### Source material ###
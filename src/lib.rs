//! Device-platform EGL backend plumbing for DRI rendering drivers.
//!
//! This crate binds an abstract rendering device (a DRM render node or the
//! built-in software rasterizer) to a native driver and manages the
//! off-screen surfaces rendered against it. It covers the pieces a display
//! server or headless GL stack needs below the windowing layer: device
//! enumeration, driver probing and loading, extension negotiation, config
//! enumeration, and the loader callbacks drivers use to resolve the buffers
//! backing a drawable. It deliberately does not manage windows, presentation,
//! or GPU command submission.

#[macro_use]
extern crate bitflags;
#[macro_use]
extern crate lazy_static;
#[macro_use]
extern crate log;

pub mod cache_key;
pub use crate::cache_key::CacheKey;

pub mod config;
pub use crate::config::Config;

pub mod device;
pub use crate::device::{Device, DeviceCapabilities};

pub mod display;
pub use crate::display::{Display, DisplayOptions};

pub mod driver;
pub use crate::driver::{
    BufferMask, DrawableHandle, DriverConfig, DriverExtensions, DriverScreen, ExtensionKind,
    ImageHandle, ImageList, ImageLoader, PixelLayout,
};

pub mod error;
pub use crate::error::Error;

pub mod loader;

mod swrast;

pub mod surface;
pub use crate::surface::{ImageFormat, SurfaceKey, SurfaceTypeFlags};

#[cfg(test)]
mod tests;
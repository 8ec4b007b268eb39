// dridev/src/error.rs
//
//! Various errors that methods can produce.

use crate::driver::ExtensionKind;

use std::fmt::{self, Display, Formatter};

/// Various errors that methods can produce.
///
/// Every error is terminal to the operation that raised it; nothing in this
/// crate retries internally. Display-initialization errors unwind the whole
/// display through the ordinary teardown path, surface errors unwind only the
/// surface under construction.
#[derive(Clone, Copy, Debug, PartialEq, Eq)]
pub enum Error {
    /// A caller-supplied file descriptor does not identify the device the
    /// display was requested for.
    DeviceMismatch,
    /// No file descriptor to the rendering device could be opened.
    OpenError,
    /// No registered driver matches the opened device's hardware identity.
    DriverResolutionError,
    /// The resolved driver could not be loaded and bound.
    DriverLoadError,
    /// The loaded driver does not advertise an extension this backend
    /// depends on.
    MissingRequiredExtension(ExtensionKind),
    /// Scanning all driver configs against all supported pixel layouts
    /// produced no usable configs.
    NoConfigsAvailable,
    /// The requested config/surface-type combination is not resolvable into
    /// a concrete driver config.
    UnsupportedConfig,
    /// The driver refused to allocate a resource.
    AllocError,
}

impl Display for Error {
    fn fmt(&self, f: &mut Formatter) -> fmt::Result {
        match *self {
            Error::DeviceMismatch => f.write_str("file descriptor does not match the device"),
            Error::OpenError => f.write_str("failed to open the device node"),
            Error::DriverResolutionError => f.write_str("failed to resolve a driver name"),
            Error::DriverLoadError => f.write_str("failed to load the driver"),
            Error::MissingRequiredExtension(kind) => {
                write!(f, "driver is missing the required {:?} extension", kind)
            }
            Error::NoConfigsAvailable => f.write_str("no configs available"),
            Error::UnsupportedConfig => f.write_str("unsupported config for this surface type"),
            Error::AllocError => f.write_str("driver allocation failed"),
        }
    }
}

impl std::error::Error for Error {}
###
[Your task]: Output every record above exactly as it was given.

[Output]:
filename src/lib.rs
//! Device-platform EGL backend plumbing for DRI rendering drivers.
//!
//! This crate binds an abstract rendering device (a DRM render node or the
//! built-in software rasterizer) to a native driver and manages the
//! off-screen surfaces rendered against it. It covers the pieces a display
//! server or headless GL stack needs below the windowing layer: device
//! enumeration, driver probing and loading, extension negotiation, config
//! enumeration, and the loader callbacks drivers use to resolve the buffers
//! backing a drawable. It deliberately does not manage windows, presentation,
//! or GPU command submission.

#[macro_use]
extern crate bitflags;
#[macro_use]
extern crate lazy_static;
#[macro_use]
extern crate log;

pub mod cache_key;
pub use crate::cache_key::CacheKey;

pub mod config;
pub use crate::config::Config;

pub mod device;
pub use crate::device::{Device, DeviceCapabilities};

pub mod display;
pub use crate::display::{Display, DisplayOptions};

pub mod driver;
pub use crate::driver::{
    BufferMask, DrawableHandle, DriverConfig, DriverExtensions, DriverScreen, ExtensionKind,
    ImageHandle, ImageList, ImageLoader, PixelLayout,
};

pub mod error;
pub use crate::error::Error;

pub mod loader;

mod swrast;

pub mod surface;
pub use crate::surface::{ImageFormat, SurfaceKey, SurfaceTypeFlags};

#[cfg(test)]
mod tests;
repository 8ec4b007b268eb39
// dridev/src/error.rs
//
//! Various errors that methods can produce.

use crate::driver::ExtensionKind;

use std::fmt::{self, Display, Formatter};

/// Various errors that methods can produce.
///
/// Every error is terminal to the operation that raised it; nothing in this
/// crate retries internally. Display-initialization errors unwind the whole
/// display through the ordinary teardown path, surface errors unwind only the
/// surface under construction.
#[derive(Clone, Copy, Debug, PartialEq, Eq)]
pub enum Error {
    /// A caller-supplied file descriptor does not identify the device the
    /// display was requested for.
    DeviceMismatch,
    /// No file descriptor to the rendering device could be opened.
    OpenError,
    /// No registered driver matches the opened device's hardware identity.
    DriverResolutionError,
    /// The resolved driver could not be loaded and bound.
    DriverLoadError,
    /// The loaded driver does not advertise an extension this backend
    /// depends on.
    MissingRequiredExtension(ExtensionKind),
    /// Scanning all driver configs against all supported pixel layouts
    /// produced no usable configs.
    NoConfigsAvailable,
    /// The requested config/surface-type combination is not resolvable into
    /// a concrete driver config.
    UnsupportedConfig,
    /// The driver refused to allocate a resource.
    AllocError,
}

impl Display for Error {
    fn fmt(&self, f: &mut Formatter) -> fmt::Result {
        match *self {
            Error::DeviceMismatch => f.write_str("file descriptor does not match the device"),
            Error::OpenError => f.write_str("failed to open the device node"),
            Error::DriverResolutionError => f.write_str("failed to resolve a driver name"),
            Error::DriverLoadError => f.write_str("failed to load the driver"),
            Error::MissingRequiredExtension(kind) => {
                write!(f, "driver is missing the required {:?} extension", kind)
            }
            Error::NoConfigsAvailable => f.write_str("no configs available"),
            Error::UnsupportedConfig => f.write_str("unsupported config for this surface type"),
            Error::AllocError => f.write_str("driver allocation failed"),
        }
    }
}

impl std::error::Error for Error {}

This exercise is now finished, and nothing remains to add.